Belfast Telegraph

Bombers used video cameras to spy on MI5 base

Security chiefs cut down 20 trees after discovery of hidden cameras

By Ciaran Barnes and Alan Murray

Dissident republicans planted spy cameras in trees at MI5’s £20m base at Palace Barracks in Northern Ireland.

The army rumbled the sophisticated Oglaigh na hEireann (ONH) spying operation during a search of a clump of trees on the Old Holywood Road overlooking the rear of the barracks where MI5 has its £20m Loughside base.

It is understood four digital cameras were concealed in the trees near Redburn Country Park.

It is feared ONH, which bombed Palace Barracks in April, has used the recordings to target soldiers and build profiles on spooks working at the new spy base.

Senior security sources in London tried to play down the cameras being found, saying only that trees were cleared and a new fence erected because of concerns the wooded area could conceal gunmen.

And the PSNI would only say when asked if cameras had been found that no materials “likely to be of use to terrorists” had been found in the Redburn area since the April bomb attack.

But well placed sources in Belfast insisted the cameras were discovered and said the find was embarrassing for MI5 which employs more than 300 people at the base.

“There were four cameras hidden in the trees at the back of Palace Barracks which covered all angles of the base,” said an insider.

“That is why all the perfectly healthy trees were chopped down instead of just erecting the fence. That measure showed how concerned MI5 was by what dissidents were doing and by the atrocity they seemed to be planning.

“The cameras were battery-powered and had been there for some time, maybe months.

“They were also backed up with memory sticks.”

It is understood ONH chiefs regard the planting of the spy cams as a major success even though the equipment has now been found.

It is thought ONH members would make regular trips to Redburn Country Park to collect the memory sticks and change the batteries on the cameras.

Our source said the discovery showed ONH were becoming more dangerous. “These guys are becoming a more sophisticated paramilitary outfit,” added the insider.

“In April they exploded a car bomb at the gates of Palace Barracks, and now they are spying on MI5.

“This shows the extremely serious threat that ONH poses, they are very, very dangerous.”

DUP MP Gregory Campbell expressed alarm at our revelations.
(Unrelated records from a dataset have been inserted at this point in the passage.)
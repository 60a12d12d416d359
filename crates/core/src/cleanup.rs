//! Recursive filesystem cleanup
//!
//! Removes generated files and directory trees. Every operation is idempotent:
//! a path that does not exist is a successful no-op. Failures are never
//! swallowed; they surface as [`PipelineError::Io`] naming the failing path,
//! and whatever was removed before the failure stays removed.
//!
//! Symbolic links are unlinked, never followed, so descent cannot leave the
//! target subtree or loop through a link cycle.

use std::fs;
use std::io;
use std::path::{Path, PathBuf};

use schemars::JsonSchema;
use serde::{Deserialize, Serialize};
use tracing::{debug, warn};

use crate::types::{PipelineError, PipelineResult};

/// The kind of filesystem entry a cleanup target is expected to be
#[derive(Debug, Clone, Copy, PartialEq, Eq, Deserialize, Serialize, JsonSchema)]
#[serde(rename_all = "camelCase")]
pub enum PathKind {
    File,
    Directory,
}

/// A path scheduled for removal, with the kind it is expected to have
#[derive(Debug, Clone, PartialEq, Eq, Deserialize, Serialize, JsonSchema)]
#[serde(rename_all = "camelCase", deny_unknown_fields)]
pub struct CleanTarget {
    pub path: PathBuf,
    pub kind: PathKind,
}

impl CleanTarget {
    pub fn file(path: impl Into<PathBuf>) -> Self {
        Self {
            path: path.into(),
            kind: PathKind::File,
        }
    }

    pub fn directory(path: impl Into<PathBuf>) -> Self {
        Self {
            path: path.into(),
            kind: PathKind::Directory,
        }
    }
}

/// Outcome of cleaning a list of targets
#[derive(Debug, Default, Clone, PartialEq, Eq)]
pub struct CleanReport {
    /// Targets that existed and were deleted.
    pub removed: Vec<PathBuf>,
    /// Targets that did not exist.
    pub missing: Vec<PathBuf>,
    /// Targets that exist with a different kind than expected and were left alone.
    pub skipped: Vec<PathBuf>,
}

enum EntryKind {
    File,
    Directory,
    Symlink,
}

/// Classify a path without following symlinks. `None` means it does not exist.
fn classify(path: &Path) -> PipelineResult<Option<EntryKind>> {
    match fs::symlink_metadata(path) {
        Ok(meta) => {
            let file_type = meta.file_type();
            Ok(Some(if file_type.is_symlink() {
                EntryKind::Symlink
            } else if file_type.is_dir() {
                EntryKind::Directory
            } else {
                EntryKind::File
            }))
        }
        Err(e) if e.kind() == io::ErrorKind::NotFound => Ok(None),
        Err(e) => Err(PipelineError::io(path, e)),
    }
}

/// Delete the file or directory at `path` if it exists.
pub fn remove_path(path: &Path) -> PipelineResult<()> {
    match classify(path)? {
        None => Ok(()),
        Some(EntryKind::Directory) => remove_tree(path),
        Some(EntryKind::File) => unlink(path),
        Some(EntryKind::Symlink) => unlink_symlink(path),
    }
}

/// Delete `path` only if it is a regular file (or a link). Returns whether anything was removed.
pub fn remove_file(path: &Path) -> PipelineResult<bool> {
    match classify(path)? {
        Some(EntryKind::File) => unlink(path).map(|_| true),
        Some(EntryKind::Symlink) => unlink_symlink(path).map(|_| true),
        Some(EntryKind::Directory) | None => Ok(false),
    }
}

/// Delete `path` and its contents only if it is a directory. Returns whether anything was removed.
pub fn remove_dir(path: &Path) -> PipelineResult<bool> {
    match classify(path)? {
        Some(EntryKind::Directory) => remove_tree(path).map(|_| true),
        _ => Ok(false),
    }
}

/// Clean every target in order, stopping at the first failure.
pub fn clean(root: &Path, targets: &[CleanTarget]) -> PipelineResult<CleanReport> {
    let mut report = CleanReport::default();

    for target in targets {
        let path = root.join(&target.path);
        let removed = match target.kind {
            PathKind::File => remove_file(&path)?,
            PathKind::Directory => remove_dir(&path)?,
        };

        if removed {
            debug!(path = %path.display(), "removed");
            report.removed.push(path);
        } else if path.symlink_metadata().is_ok() {
            warn!(
                path = %path.display(),
                expected = ?target.kind,
                "clean target has unexpected kind, leaving it in place"
            );
            report.skipped.push(path);
        } else {
            report.missing.push(path);
        }
    }

    Ok(report)
}

fn unlink(path: &Path) -> PipelineResult<()> {
    fs::remove_file(path).map_err(|e| PipelineError::io(path, e))
}

/// Remove a link itself, never its target
#[cfg(windows)]
fn unlink_symlink(path: &Path) -> PipelineResult<()> {
    // Directory links are removed like directories
    if fs::metadata(path).map(|m| m.is_dir()).unwrap_or(false) {
        return fs::remove_dir(path).map_err(|e| PipelineError::io(path, e));
    }
    unlink(path)
}

#[cfg(not(windows))]
fn unlink_symlink(path: &Path) -> PipelineResult<()> {
    unlink(path)
}

fn remove_entry(path: &Path, kind: EntryKind) -> PipelineResult<()> {
    match kind {
        EntryKind::File => unlink(path),
        EntryKind::Symlink => unlink_symlink(path),
        EntryKind::Directory => fs::remove_dir(path).map_err(|e| PipelineError::io(path, e)),
    }
}

fn sorted_children(dir: &Path) -> PipelineResult<Vec<PathBuf>> {
    let mut children = fs::read_dir(dir)
        .map_err(|e| PipelineError::io(dir, e))?
        .map(|entry| entry.map(|e| e.path()))
        .collect::<io::Result<Vec<_>>>()
        .map_err(|e| PipelineError::io(dir, e))?;
    children.sort();
    Ok(children)
}

fn remove_tree(root: &Path) -> PipelineResult<()> {
    walk_tree(root, remove_entry)
}

enum Frame {
    Enter(PathBuf),
    /// All children are gone; the directory itself is next
    Leave(PathBuf),
}

/// Depth-first post-order walk with an explicit stack. Children are visited
/// in file-name order and each subdirectory is finished before its next
/// sibling, so a failure leaves every later name untouched.
fn walk_tree(
    root: &Path,
    mut remove: impl FnMut(&Path, EntryKind) -> PipelineResult<()>,
) -> PipelineResult<()> {
    let mut stack = vec![Frame::Enter(root.to_path_buf())];

    while let Some(frame) = stack.pop() {
        match frame {
            Frame::Leave(dir) => remove(&dir, EntryKind::Directory)?,
            Frame::Enter(path) => match classify(&path)? {
                None => {}
                Some(EntryKind::Directory) => {
                    let children = sorted_children(&path)?;
                    stack.push(Frame::Leave(path));
                    // Reversed so the first name is popped first
                    stack.extend(children.into_iter().rev().map(Frame::Enter));
                }
                Some(kind) => remove(&path, kind)?,
            },
        }
    }

    Ok(())
}

#[cfg(test)]
mod tests {
    use super::*;

    fn build_tree(root: &Path) {
        fs::create_dir_all(root.join("a/b/c")).unwrap();
        fs::create_dir_all(root.join("empty")).unwrap();
        fs::write(root.join("top.txt"), "top").unwrap();
        fs::write(root.join("a/one.js"), "1").unwrap();
        fs::write(root.join("a/b/two.js"), "2").unwrap();
        fs::write(root.join("a/b/c/three.js.map"), "3").unwrap();
    }

    #[test]
    fn test_remove_path_on_missing_path_is_noop() {
        let temp_dir = tempfile::tempdir().unwrap();
        let missing = temp_dir.path().join("does/not/exist");

        remove_path(&missing).expect("missing paths should be ignored");
        assert!(!missing.exists());
    }

    #[test]
    fn test_remove_path_deletes_file() {
        let temp_dir = tempfile::tempdir().unwrap();
        let file = temp_dir.path().join("listings.json");
        fs::write(&file, "{}").unwrap();

        remove_path(&file).unwrap();
        assert!(!file.exists());
    }

    #[test]
    fn test_remove_path_deletes_whole_tree() {
        let temp_dir = tempfile::tempdir().unwrap();
        let tree = temp_dir.path().join("build");
        build_tree(&tree);

        remove_path(&tree).unwrap();

        assert!(!tree.exists(), "tree root should be gone");
        assert!(temp_dir.path().exists(), "parent must be untouched");
    }

    #[test]
    fn test_remove_path_twice_is_idempotent() {
        let temp_dir = tempfile::tempdir().unwrap();
        let tree = temp_dir.path().join("build");
        build_tree(&tree);

        remove_path(&tree).unwrap();
        remove_path(&tree).expect("second removal should be a no-op");
        assert!(!tree.exists());
    }

    #[test]
    fn test_kind_checked_removal_leaves_mismatches() {
        let temp_dir = tempfile::tempdir().unwrap();
        let dir = temp_dir.path().join("fixtures");
        let file = temp_dir.path().join("listings.json");
        fs::create_dir(&dir).unwrap();
        fs::write(&file, "[]").unwrap();

        assert!(!remove_file(&dir).unwrap());
        assert!(!remove_dir(&file).unwrap());
        assert!(dir.exists() && file.exists());

        assert!(remove_dir(&dir).unwrap());
        assert!(remove_file(&file).unwrap());
        assert!(!dir.exists() && !file.exists());
    }

    #[test]
    fn test_clean_reports_each_target() {
        let temp_dir = tempfile::tempdir().unwrap();
        let root = temp_dir.path();
        build_tree(&root.join("build/dev"));
        fs::write(root.join("listings.json"), "{}").unwrap();
        fs::create_dir(root.join("not_a_file")).unwrap();

        let targets = vec![
            CleanTarget::file("listings.json"),
            CleanTarget::directory("build/dev"),
            CleanTarget::directory("build/release"),
            CleanTarget::file("not_a_file"),
        ];

        let report = clean(root, &targets).unwrap();

        assert_eq!(
            report.removed,
            vec![root.join("listings.json"), root.join("build/dev")]
        );
        assert_eq!(report.missing, vec![root.join("build/release")]);
        assert_eq!(report.skipped, vec![root.join("not_a_file")]);
        assert!(root.join("not_a_file").exists());

        let second = clean(root, &targets).unwrap();
        assert!(second.removed.is_empty());
    }

    #[cfg(unix)]
    #[test]
    fn test_symlinks_are_unlinked_not_followed() {
        let temp_dir = tempfile::tempdir().unwrap();
        let outside = temp_dir.path().join("outside");
        fs::create_dir(&outside).unwrap();
        fs::write(outside.join("keep.txt"), "keep").unwrap();

        let tree = temp_dir.path().join("tree");
        fs::create_dir(&tree).unwrap();
        std::os::unix::fs::symlink(&outside, tree.join("link")).unwrap();
        // A link back to its own parent would loop forever if followed
        std::os::unix::fs::symlink(&tree, tree.join("loop")).unwrap();

        remove_path(&tree).unwrap();

        assert!(!tree.exists());
        assert!(outside.join("keep.txt").exists());
    }

    fn relative(root: &Path, path: &Path) -> String {
        path.strip_prefix(root).unwrap().display().to_string()
    }

    #[test]
    fn test_walk_finishes_each_child_in_name_order() {
        let temp_dir = tempfile::tempdir().unwrap();
        let tree = temp_dir.path().join("tree");
        fs::create_dir_all(tree.join("a/inner")).unwrap();
        fs::create_dir_all(tree.join("c")).unwrap();
        fs::write(tree.join("a/inner/two.txt"), "2").unwrap();
        fs::write(tree.join("a/one.txt"), "1").unwrap();
        fs::write(tree.join("b.txt"), "b").unwrap();

        let mut order = Vec::new();
        walk_tree(&tree, |path, kind| {
            order.push(relative(temp_dir.path(), path));
            remove_entry(path, kind)
        })
        .unwrap();

        assert_eq!(
            order,
            vec![
                "tree/a/inner/two.txt",
                "tree/a/inner",
                "tree/a/one.txt",
                "tree/a",
                "tree/b.txt",
                "tree/c",
                "tree",
            ]
        );
        assert!(!tree.exists());
    }

    #[test]
    fn test_failure_stops_before_later_names_with_path() {
        let temp_dir = tempfile::tempdir().unwrap();
        let tree = temp_dir.path().join("tree");
        fs::create_dir_all(tree.join("a")).unwrap();
        fs::write(tree.join("a/locked"), "x").unwrap();
        fs::write(tree.join("a/next.txt"), "x").unwrap();
        fs::write(tree.join("b.txt"), "b").unwrap();

        let locked = tree.join("a/locked");
        // rmdir on a regular file fails for every user, root included
        let err = walk_tree(&tree, |path, kind| {
            if path == locked {
                remove_entry(path, EntryKind::Directory)
            } else {
                remove_entry(path, kind)
            }
        })
        .expect_err("removing a file as a directory should fail");

        match err {
            PipelineError::Io { path, .. } => assert_eq!(path, locked),
            other => panic!("unexpected error: {other}"),
        }
        assert!(locked.exists());
        assert!(tree.join("a/next.txt").exists(), "later sibling was reached");
        assert!(tree.join("b.txt").exists(), "later subtree sibling was reached");
    }

    #[cfg(unix)]
    #[test]
    fn test_remove_path_reports_io_error_path() {
        let temp_dir = tempfile::tempdir().unwrap();
        let file = temp_dir.path().join("listings.json");
        fs::write(&file, "{}").unwrap();

        // A path below a regular file cannot be inspected
        let below = file.join("nested");
        let err = remove_path(&below).expect_err("lookup through a file should fail");

        match err {
            PipelineError::Io { path, .. } => assert_eq!(path, below),
            other => panic!("unexpected error: {other}"),
        }
        assert!(file.exists());
    }
}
He said: “It would have very serious implications if this was the case — it’s very concerning.”

Since April's bomb attack staff at Palace Barracks have driven into the base through a revamped front entrance manned by armed Ministry of Defence police.

But the rear of the base that was damaged in the explosion is now operational again following repairs.

Following the bomb, security chiefs carried out a major security review and identified the trees where the cameras were concealed as a potential danger spot.

It was feared gunmen could also easily hide there and mount a Massereene-style gun attack on the base's sentry post and vehicles entering or leaving.

In March of last year, soldiers Mark Quinsey and Patrick Azimkar were shot dead by gunmen at the entrance to Massereene army base in Antrim.

The gunmen had hidden in bushes opposite the base entrance so they could watch until soldiers came out to collect pizzas and then open fire on them.

Army headquarters refused to comment on the camera find, but one security source described the area where they were hidden.

“It was a densely wooded patch that was easily accessed,” he said.

“In winter time you wouldn’t see anyone moving into it from a distance, or setting up an operation to riddle the entrance in a repeat of the Massereene attack”.

Last week MI5’s Director General Jonathan Evans told the Commons’ Intelligence and Security Committee

that his organisation had not anticipated the way in which the security situation has deteriorated in Northern Ireland.

He said: “The Service has considerably more what we would call priority, that is life-threatening investigations in Northern Ireland, than we do in the rest of Great Britain.”

The recent 33 per cent increase in agents and analysts based at Loughside inside the Palace Barracks complex makes it by far the largest MI5 base outside London.

The complex is the main back-up to M15 headquarters in London.